#[cfg(test)]
mod tests {
    use super::*;
    use std::net::{TcpListener, TcpStream as StdTcpStream};
    use std::time::Duration;

    /// Loopback pair: a mio stream for the channel plus the std peer.
    fn stream_pair() -> (TcpStream, StdTcpStream) {
        let listener = TcpListener::bind("127.0.0.1:0").unwrap();
        let addr = listener.local_addr().unwrap();
        let client = StdTcpStream::connect(addr).unwrap();
        let (server, _) = listener.accept().unwrap();
        server.set_nonblocking(true).unwrap();
        (TcpStream::from_std(server), client)
    }

    fn read_eventually(channel: &mut Channel, buf: &mut [u8]) -> usize {
        for _ in 0..200 {
            match channel.read(buf) {
                Ok(n) => return n,
                Err(e) if e.kind() == io::ErrorKind::WouldBlock => {
                    std::thread::sleep(Duration::from_millis(5));
                }
                Err(e) => panic!("read failed: {e}"),
            }
        }
        panic!("no data arrived");
    }

    #[test]
    fn plain_handshake_is_complete() {
        let (stream, _peer) = stream_pair();
        let mut channel = Channel::new(64, 64);
        channel.reset(stream, None).unwrap();
        assert!(channel.handshake_complete());
        assert_eq!(
            channel.handshake(true, true).unwrap(),
            HandshakeStatus::Complete
        );
    }

    #[test]
    fn plain_read_buffers_small_reads() {
        let (stream, mut peer) = stream_pair();
        let mut channel = Channel::new(64, 64);
        channel.reset(stream, None).unwrap();

        peer.write_all(b"hello world").unwrap();

        let mut buf = [0u8; 5];
        assert_eq!(read_eventually(&mut channel, &mut buf), 5);
        assert_eq!(&buf, b"hello");

        // remainder was buffered in the channel, no socket read needed
        let mut rest = [0u8; 16];
        let n = channel.read(&mut rest).unwrap();
        assert_eq!(&rest[..n], b" world");
    }

    #[test]
    fn plain_read_direct_with_large_buffer() {
        let (stream, mut peer) = stream_pair();
        let mut channel = Channel::new(8, 64);
        channel.reset(stream, None).unwrap();

        peer.write_all(b"0123456789abcdef").unwrap();

        let mut buf = [0u8; 32];
        let n = read_eventually(&mut channel, &mut buf);
        assert!(n > 0);
    }

    #[test]
    fn plain_read_would_block_when_idle() {
        let (stream, _peer) = stream_pair();
        let mut channel = Channel::new(64, 64);
        channel.reset(stream, None).unwrap();

        let mut buf = [0u8; 8];
        let err = channel.read(&mut buf).unwrap_err();
        assert_eq!(err.kind(), io::ErrorKind::WouldBlock);
    }

    #[test]
    fn plain_read_eof_on_peer_close() {
        let (stream, peer) = stream_pair();
        let mut channel = Channel::new(64, 64);
        channel.reset(stream, None).unwrap();

        drop(peer);

        let mut buf = [0u8; 8];
        assert_eq!(read_eventually(&mut channel, &mut buf), 0);
    }

    #[test]
    fn write_is_capped_by_buffer_size() {
        let (stream, _peer) = stream_pair();
        let mut channel = Channel::new(64, 4);
        channel.reset(stream, None).unwrap();

        // at most write_cap bytes accepted per call
        let n = channel.write(b"0123456789").unwrap();
        assert_eq!(n, 4);
    }

    #[test]
    fn write_reaches_peer() {
        let (stream, mut peer) = stream_pair();
        let mut channel = Channel::new(64, 64);
        channel.reset(stream, None).unwrap();

        channel.write(b"ping").unwrap();
        assert!(channel.flush_outbound().unwrap());
        assert_eq!(channel.outbound_remaining(), 0);

        peer.set_read_timeout(Some(Duration::from_secs(1))).unwrap();
        let mut buf = [0u8; 4];
        peer.read_exact(&mut buf).unwrap();
        assert_eq!(&buf, b"ping");
    }

    #[test]
    fn reset_clears_buffers() {
        let (stream, mut peer) = stream_pair();
        let mut channel = Channel::new(64, 64);
        channel.reset(stream, None).unwrap();

        peer.write_all(b"stale").unwrap();
        let mut buf = [0u8; 2];
        read_eventually(&mut channel, &mut buf);
        channel.close();

        let (stream2, _peer2) = stream_pair();
        channel.reset(stream2, None).unwrap();
        assert_eq!(channel.outbound_remaining(), 0);
        let err = channel.read(&mut buf).unwrap_err();
        assert_eq!(err.kind(), io::ErrorKind::WouldBlock);
    }

    #[test]
    fn secure_handshake_needs_read_first() {
        let cert = rcgen::generate_simple_self_signed(vec!["localhost".to_string()]).unwrap();
        let key = rustls::pki_types::PrivatePkcs8KeyDer::from(cert.key_pair.serialize_der());
        let config = rustls::ServerConfig::builder()
            .with_no_client_auth()
            .with_single_cert(
                vec![rustls::pki_types::CertificateDer::from(cert.cert)],
                key.into(),
            )
            .unwrap();
        let config = Arc::new(config);

        let (stream, _peer) = stream_pair();
        let mut channel = Channel::new(64, 64);
        channel.reset(stream, Some(&config)).unwrap();

        assert!(channel.is_secure());
        assert!(!channel.handshake_complete());
        // no ClientHello on the wire yet
        assert_eq!(
            channel.handshake(true, true).unwrap(),
            HandshakeStatus::NeedRead
        );
    }
}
══════════════════════════════
» Goal of the exercise:
In full, transcribe each entry of the material exactly.

» Written reply:
#[cfg(test)]
mod tests {
    use super::*;
    use std::net::{TcpListener, TcpStream as StdTcpStream};
    use std::time::Duration;

    /// Loopback pair: a mio stream for the channel plus the std peer.
    fn stream_pair() -> (TcpStream, StdTcpStream) {
        let listener = TcpListener::bind("127.0.0.1:0").unwrap();
        let addr = listener.local_addr().unwrap();
        let client = StdTcpStream::connect(addr).unwrap();
        let (server, _) = listener.accept().unwrap();
        server.set_nonblocking(true).unwrap();
        (TcpStream::from_std(server), client)
    }

    fn read_eventually(channel: &mut Channel, buf: &mut [u8]) -> usize {
        for _ in 0..200 {
            match channel.read(buf) {
                Ok(n) => return n,
                Err(e) if e.kind() == io::ErrorKind::WouldBlock => {
                    std::thread::sleep(Duration::from_millis(5));
                }
                Err(e) => panic!("read failed: {e}"),
            }
        }
        panic!("no data arrived");
    }

    #[test]
    fn plain_handshake_is_complete() {
        let (stream, _peer) = stream_pair();
        let mut channel = Channel::new(64, 64);
        channel.reset(stream, None).unwrap();
        assert!(channel.handshake_complete());
        assert_eq!(
            channel.handshake(true, true).unwrap(),
            HandshakeStatus::Complete
        );
    }

    #[test]
    fn plain_read_buffers_small_reads() {
        let (stream, mut peer) = stream_pair();
        let mut channel = Channel::new(64, 64);
        channel.reset(stream, None).unwrap();

        peer.write_all(b"hello world").unwrap();

        let mut buf = [0u8; 5];
        assert_eq!(read_eventually(&mut channel, &mut buf), 5);
        assert_eq!(&buf, b"hello");

        // remainder was buffered in the channel, no socket read needed
        let mut rest = [0u8; 16];
        let n = channel.read(&mut rest).unwrap();
        assert_eq!(&rest[..n], b" world");
    }

    #[test]
    fn plain_read_direct_with_large_buffer() {
        let (stream, mut peer) = stream_pair();
        let mut channel = Channel::new(8, 64);
        channel.reset(stream, None).unwrap();

        peer.write_all(b"0123456789abcdef").unwrap();

        let mut buf = [0u8; 32];
        let n = read_eventually(&mut channel, &mut buf);
        assert!(n > 0);
    }

    #[test]
    fn plain_read_would_block_when_idle() {
        let (stream, _peer) = stream_pair();
        let mut channel = Channel::new(64, 64);
        channel.reset(stream, None).unwrap();

        let mut buf = [0u8; 8];
        let err = channel.read(&mut buf).unwrap_err();
        assert_eq!(err.kind(), io::ErrorKind::WouldBlock);
    }

    #[test]
    fn plain_read_eof_on_peer_close() {
        let (stream, peer) = stream_pair();
        let mut channel = Channel::new(64, 64);
        channel.reset(stream, None).unwrap();

        drop(peer);

        let mut buf = [0u8; 8];
        assert_eq!(read_eventually(&mut channel, &mut buf), 0);
    }

    #[test]
    fn write_is_capped_by_buffer_size() {
        let (stream, _peer) = stream_pair();
        let mut channel = Channel::new(64, 4);
        channel.reset(stream, None).unwrap();

        // at most write_cap bytes accepted per call
        let n = channel.write(b"0123456789").unwrap();
        assert_eq!(n, 4);
    }

    #[test]
    fn write_reaches_peer() {
        let (stream, mut peer) = stream_pair();
        let mut channel = Channel::new(64, 64);
        channel.reset(stream, None).unwrap();

        channel.write(b"ping").unwrap();
        assert!(channel.flush_outbound().unwrap());
        assert_eq!(channel.outbound_remaining(), 0);

        peer.set_read_timeout(Some(Duration::from_secs(1))).unwrap();
        let mut buf = [0u8; 4];
        peer.read_exact(&mut buf).unwrap();
        assert_eq!(&buf, b"ping");
    }

    #[test]
    fn reset_clears_buffers() {
        let (stream, mut peer) = stream_pair();
        let mut channel = Channel::new(64, 64);
        channel.reset(stream, None).unwrap();

        peer.write_all(b"stale").unwrap();
        let mut buf = [0u8; 2];
        read_eventually(&mut channel, &mut buf);
        channel.close();

        let (stream2, _peer2) = stream_pair();
        channel.reset(stream2, None).unwrap();
        assert_eq!(channel.outbound_remaining(), 0);
        let err = channel.read(&mut buf).unwrap_err();
        assert_eq!(err.kind(), io::ErrorKind::WouldBlock);
    }

    #[test]
    fn secure_handshake_needs_read_first() {
        let cert = rcgen::generate_simple_self_signed(vec!["localhost".to_string()]).unwrap();
        let key = rustls::pki_types::PrivatePkcs8KeyDer::from(cert.key_pair.serialize_der());
        let config = rustls::ServerConfig::builder()
            .with_no_client_auth()
            .with_single_cert(
                vec![rustls::pki_types::CertificateDer::from(cert.cert)],
                key.into(),
            )
            .unwrap();
        let config = Arc::new(config);

        let (stream, _peer) = stream_pair();
        let mut channel = Channel::new(64, 64);
        channel.reset(stream, Some(&config)).unwrap();

        assert!(channel.is_secure());
        assert!(!channel.handshake_complete());
        // no ClientHello on the wire yet
        assert_eq!(
            channel.handshake(true, true).unwrap(),
            HandshakeStatus::NeedRead
        );
    }
}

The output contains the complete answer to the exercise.